Supplied records:
╔══

//! Core types for Bramble.
//!
//! This module provides type-safe wrappers for common domain concepts.

pub mod id;
pub mod money;
pub mod status;

pub use id::*;
pub use money::{CurrencyCode, Money};
pub use status::OrderStatus;
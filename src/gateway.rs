use async_trait::async_trait;
use chrono::{DateTime, Utc};
use serde::{Deserialize, Serialize};
use thiserror::Error;

/// Parameters of a payment triggered by a webhook event.
#[derive(Debug, Clone, PartialEq, Eq, Serialize, Deserialize)]
pub struct PaymentRequest {
    /// Amount in minor currency units.
    pub amount: i64,
}

impl PaymentRequest {
    pub fn new(amount: i64) -> Self {
        Self { amount }
    }
}

#[derive(Debug, Clone, Copy, PartialEq, Eq, Serialize, Deserialize)]
#[serde(rename_all = "lowercase")]
pub enum TransactionStatus {
    Succeeded,
}

/// Transaction returned by the gateway.
#[derive(Debug, Clone, PartialEq, Eq, Serialize, Deserialize)]
pub struct Transaction {
    pub id: String,
    pub amount: i64,
    pub status: TransactionStatus,
    pub created_at: DateTime<Utc>,
}

impl Transaction {
    pub fn succeeded(id: impl Into<String>, amount: i64) -> Self {
        Self {
            id: id.into(),
            amount,
            status: TransactionStatus::Succeeded,
            created_at: Utc::now(),
        }
    }
}

/// Failure reported by the gateway. The display text is what gets cached and replayed.
#[derive(Debug, Clone, PartialEq, Eq, Error)]
pub enum GatewayError {
    #[error("Payment gateway timeout")]
    Timeout,

    #[error("Payment declined: {0}")]
    Declined(String),

    #[error("Payment gateway unavailable: {0}")]
    Unavailable(String),
}

/// The side-effecting downstream call guarded by the webhook processor.
#[async_trait]
pub trait PaymentGateway: Send + Sync {
    async fn create_payment(&self, request: &PaymentRequest) -> Result<Transaction, GatewayError>;
}

/// Gateway stand-in that approves every payment with id `txn_{amount}`.
#[derive(Debug, Clone, Default)]
pub struct SimulatedGateway;

impl SimulatedGateway {
    pub fn new() -> Self {
        Self
    }
}

#[async_trait]
impl PaymentGateway for SimulatedGateway {
    async fn create_payment(&self, request: &PaymentRequest) -> Result<Transaction, GatewayError> {
        tracing::debug!(amount = request.amount, "Simulated payment created");
        Ok(Transaction::succeeded(format!("txn_{}", request.amount), request.amount))
    }
}
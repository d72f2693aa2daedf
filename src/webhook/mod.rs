pub mod entry;
pub mod processor;

pub use entry::{CacheEntry, Outcome, DEFAULT_FAILURE_MESSAGE};
pub use processor::{MetricsSnapshot, WebhookMetrics, WebhookProcessor};
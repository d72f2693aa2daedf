use thiserror::Error;

/// Application-wide error type.
#[derive(Debug, Error)]
pub enum AppError {
    /// The downstream operation failed, either just now or in a cached earlier attempt.
    #[error("{0}")]
    OperationFailed(String),

    #[error("Cache store unavailable: {0}")]
    StoreUnavailable(String),

    /// Another attempt for the same event holds the in-flight lock.
    #[error("Event '{0}' is already being processed")]
    InFlight(String),

    #[error("Configuration error: {0}")]
    Config(#[from] config::ConfigError),

    #[error("Validation error: {0}")]
    Validation(String),

    #[error("Internal error: {0}")]
    Internal(#[from] anyhow::Error),
}

impl From<redis::RedisError> for AppError {
    fn from(err: redis::RedisError) -> Self {
        AppError::StoreUnavailable(err.to_string())
    }
}

impl From<validator::ValidationErrors> for AppError {
    fn from(err: validator::ValidationErrors) -> Self {
        AppError::Validation(err.to_string())
    }
}

impl AppError {
    pub fn is_operation_failure(&self) -> bool {
        matches!(self, AppError::OperationFailed(_))
    }

    pub fn is_store_unavailable(&self) -> bool {
        matches!(self, AppError::StoreUnavailable(_))
    }
}

pub type Result<T> = std::result::Result<T, AppError>;
#![allow(dead_code)]

use async_trait::async_trait;
use std::sync::atomic::{AtomicBool, AtomicUsize, Ordering};
use std::sync::Arc;
use std::time::Duration;
use webhook_idempotency::cache::{CacheStore, InMemoryCacheStore, KeyTtl};
use webhook_idempotency::error::{AppError, Result};
use webhook_idempotency::gateway::{GatewayError, PaymentGateway, PaymentRequest, Transaction};

pub fn redis_url() -> String {
    dotenvy::dotenv().ok();
    std::env::var("REDIS_URL").unwrap_or_else(|_| "redis://127.0.0.1:6379/0".to_string())
}

pub fn unique_event_id(prefix: &str) -> String {
    format!(
        "{}_{}",
        prefix,
        chrono::Utc::now().timestamp_nanos_opt().unwrap_or_default()
    )
}

/// In-memory store whose reads and writes can be made to fail on demand.
#[derive(Default)]
pub struct FlakyStore {
    pub inner: InMemoryCacheStore,
    pub fail_reads: AtomicBool,
    pub fail_writes: AtomicBool,
}

impl FlakyStore {
    pub fn failing_reads() -> Self {
        let store = Self::default();
        store.fail_reads.store(true, Ordering::SeqCst);
        store
    }

    pub fn failing_writes() -> Self {
        let store = Self::default();
        store.fail_writes.store(true, Ordering::SeqCst);
        store
    }

    fn check(&self, flag: &AtomicBool) -> Result<()> {
        if flag.load(Ordering::SeqCst) {
            Err(AppError::StoreUnavailable("connection refused".to_string()))
        } else {
            Ok(())
        }
    }
}

#[async_trait]
impl CacheStore for FlakyStore {
    async fn get(&self, key: &str) -> Result<Option<Vec<u8>>> {
        self.check(&self.fail_reads)?;
        self.inner.get(key).await
    }

    async fn set_with_expiry(&self, key: &str, value: &[u8], ttl_seconds: u64) -> Result<()> {
        self.check(&self.fail_writes)?;
        self.inner.set_with_expiry(key, value, ttl_seconds).await
    }

    async fn ttl(&self, key: &str) -> Result<KeyTtl> {
        self.check(&self.fail_reads)?;
        self.inner.ttl(key).await
    }

    async fn set_if_absent(&self, key: &str, value: &[u8], ttl_seconds: u64) -> Result<bool> {
        self.check(&self.fail_writes)?;
        self.inner.set_if_absent(key, value, ttl_seconds).await
    }

    async fn delete(&self, key: &str) -> Result<bool> {
        self.check(&self.fail_writes)?;
        self.inner.delete(key).await
    }
}

/// Gateway that counts calls and takes `delay` to answer.
pub struct SlowGateway {
    pub calls: Arc<AtomicUsize>,
    pub delay: Duration,
}

impl SlowGateway {
    pub fn new(delay: Duration) -> Self {
        Self {
            calls: Arc::new(AtomicUsize::new(0)),
            delay,
        }
    }
}

#[async_trait]
impl PaymentGateway for SlowGateway {
    async fn create_payment(&self, request: &PaymentRequest) -> std::result::Result<Transaction, GatewayError> {
        let call = self.calls.fetch_add(1, Ordering::SeqCst) + 1;
        tokio::time::sleep(self.delay).await;
        Ok(Transaction::succeeded(format!("txn_slow_{}", call), request.amount))
    }
}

╚══

Problem to solve: Working from the material above, retype exactly the lines from the one with "the webhook processor." through the one with "pub enum AppError", both included, and only those lines.

Reply:
/// The side-effecting downstream call guarded by the webhook processor.
#[async_trait]
pub trait PaymentGateway: Send + Sync {
    async fn create_payment(&self, request: &PaymentRequest) -> Result<Transaction, GatewayError>;
}

/// Gateway stand-in that approves every payment with id `txn_{amount}`.
#[derive(Debug, Clone, Default)]
pub struct SimulatedGateway;

impl SimulatedGateway {
    pub fn new() -> Self {
        Self
    }
}

#[async_trait]
impl PaymentGateway for SimulatedGateway {
    async fn create_payment(&self, request: &PaymentRequest) -> Result<Transaction, GatewayError> {
        tracing::debug!(amount = request.amount, "Simulated payment created");
        Ok(Transaction::succeeded(format!("txn_{}", request.amount), request.amount))
    }
}
repository d72f2693aa2daedf
filename src/webhook/mod.rs
pub mod entry;
pub mod processor;

pub use entry::{CacheEntry, Outcome, DEFAULT_FAILURE_MESSAGE};
pub use processor::{MetricsSnapshot, WebhookMetrics, WebhookProcessor};
repository d72f2693aa2daedf
use thiserror::Error;

/// Application-wide error type.
#[derive(Debug, Error)]
pub enum AppError {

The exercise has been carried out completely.